Friday, 26 March 2004 Media Statement

Synchrotron contract for NZ company

Research, Science and Technology Minister Pete Hodgson today welcomed the news that New Zealand company CMS Alphatech has won a $6 million contract to design and supply more than 200 giant magnets for an Australian Synchrotron under construction in Victoria.

The Synchrotron project is estimated to cost $206 million and is due for completion in 2007. The Premier of Victoria, John Brumby, describes it as "Australia’s most exciting scientific infrastructure project in decades".

“CMS Alphatech's success against stiff competition from Europe, Russia and China shows New Zealand is up there with the best in componentry for frontier research and development,” Mr Hodgson said.

The magnets for the Australian Synchrotron’s storage ring will be up to 1.7 metres long and weigh up to 7.5 tonnes.

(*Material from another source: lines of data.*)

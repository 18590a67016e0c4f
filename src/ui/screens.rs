use std::cmp::min;

use crate::models::BookRecord;
use crate::query::{CatalogQuery, GenreFilter};

/// The browsable list: current query, the records it selects, and the cursor.
#[derive(Default)]
pub(crate) struct CatalogScreen {
    pub(crate) query: CatalogQuery,
    pub(crate) visible: Vec<BookRecord>,
    pub(crate) genres: Vec<String>,
    pub(crate) selected: usize,
    pub(crate) total: usize,
}

impl CatalogScreen {
    pub(crate) fn new(books: &[BookRecord], genres: Vec<String>) -> Self {
        let mut screen = Self::default();
        screen.refresh(books, genres, None);
        screen
    }

    /// Recompute the visible records after the catalog or the query changed,
    /// keeping the cursor on `focus_id` when it is still visible.
    pub(crate) fn refresh(
        &mut self,
        books: &[BookRecord],
        genres: Vec<String>,
        focus_id: Option<&str>,
    ) {
        let previous = focus_id
            .map(str::to_string)
            .or_else(|| self.current_book().map(|book| book.id.clone()));

        self.genres = genres;
        self.total = books.len();
        self.visible = self.query.apply(books);

        if let Some(id) = previous {
            if let Some(index) = self.visible.iter().position(|book| book.id == id) {
                self.selected = index;
                return;
            }
        }
        self.ensure_in_bounds();
    }

    /// Step the genre filter through `all` followed by each known genre.
    pub(crate) fn cycle_genre(&mut self, books: &[BookRecord], offset: isize) {
        let options = self.genres.len() as isize + 1;
        let current = match &self.query.genre {
            GenreFilter::All => 0,
            GenreFilter::Genre(genre) => self
                .genres
                .iter()
                .position(|known| known == genre)
                .map(|index| index as isize + 1)
                .unwrap_or(0),
        };
        let next = (current + offset).rem_euclid(options);
        self.query.genre = if next == 0 {
            GenreFilter::All
        } else {
            GenreFilter::Genre(self.genres[next as usize - 1].clone())
        };
        let genres = self.genres.clone();
        self.refresh(books, genres, None);
    }

    pub(crate) fn set_search(&mut self, books: &[BookRecord], text: String) {
        self.query.text = text;
        let genres = self.genres.clone();
        self.refresh(books, genres, None);
    }

    pub(crate) fn clear_filters(&mut self, books: &[BookRecord]) {
        self.query = CatalogQuery::default();
        let genres = self.genres.clone();
        self.refresh(books, genres, None);
    }

    pub(crate) fn current_book(&self) -> Option<&BookRecord> {
        self.visible.get(self.selected)
    }

    pub(crate) fn move_selection(&mut self, offset: isize) {
        if self.visible.is_empty() {
            self.selected = 0;
            return;
        }
        let max_index = self.visible.len() as isize - 1;
        let next = (self.selected as isize + offset).clamp(0, max_index);
        self.selected = next as usize;
    }

    pub(crate) fn select_first(&mut self) {
        self.selected = 0;
    }

    pub(crate) fn select_last(&mut self) {
        self.selected = self.visible.len().saturating_sub(1);
    }

    fn ensure_in_bounds(&mut self) {
        self.selected = min(self.selected, self.visible.len().saturating_sub(1));
    }
}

They will be used to force electrons into a circular path, creating the intense beams of synchrotron light which can be used to study the composition of matter.

Synchrotrons are invaluable tools for groundbreaking research in biological and life sciences, mining and geoscience, and for manufacturing pharmaceuticals, new age materials and micro machines.

CMS Alphatech has been supplying the research and medical physics communities in Australia for more than 15 years. The magnets will be built at Buckley Systems in Auckland, which has been manufacturing electromagnets for particle accelerators since the 1970s.

Together CMS Alphatech and Buckley Systems have designed and produced magnets for the Australian National University’s particle accelerator and other installations in the USA, Europe and Japan.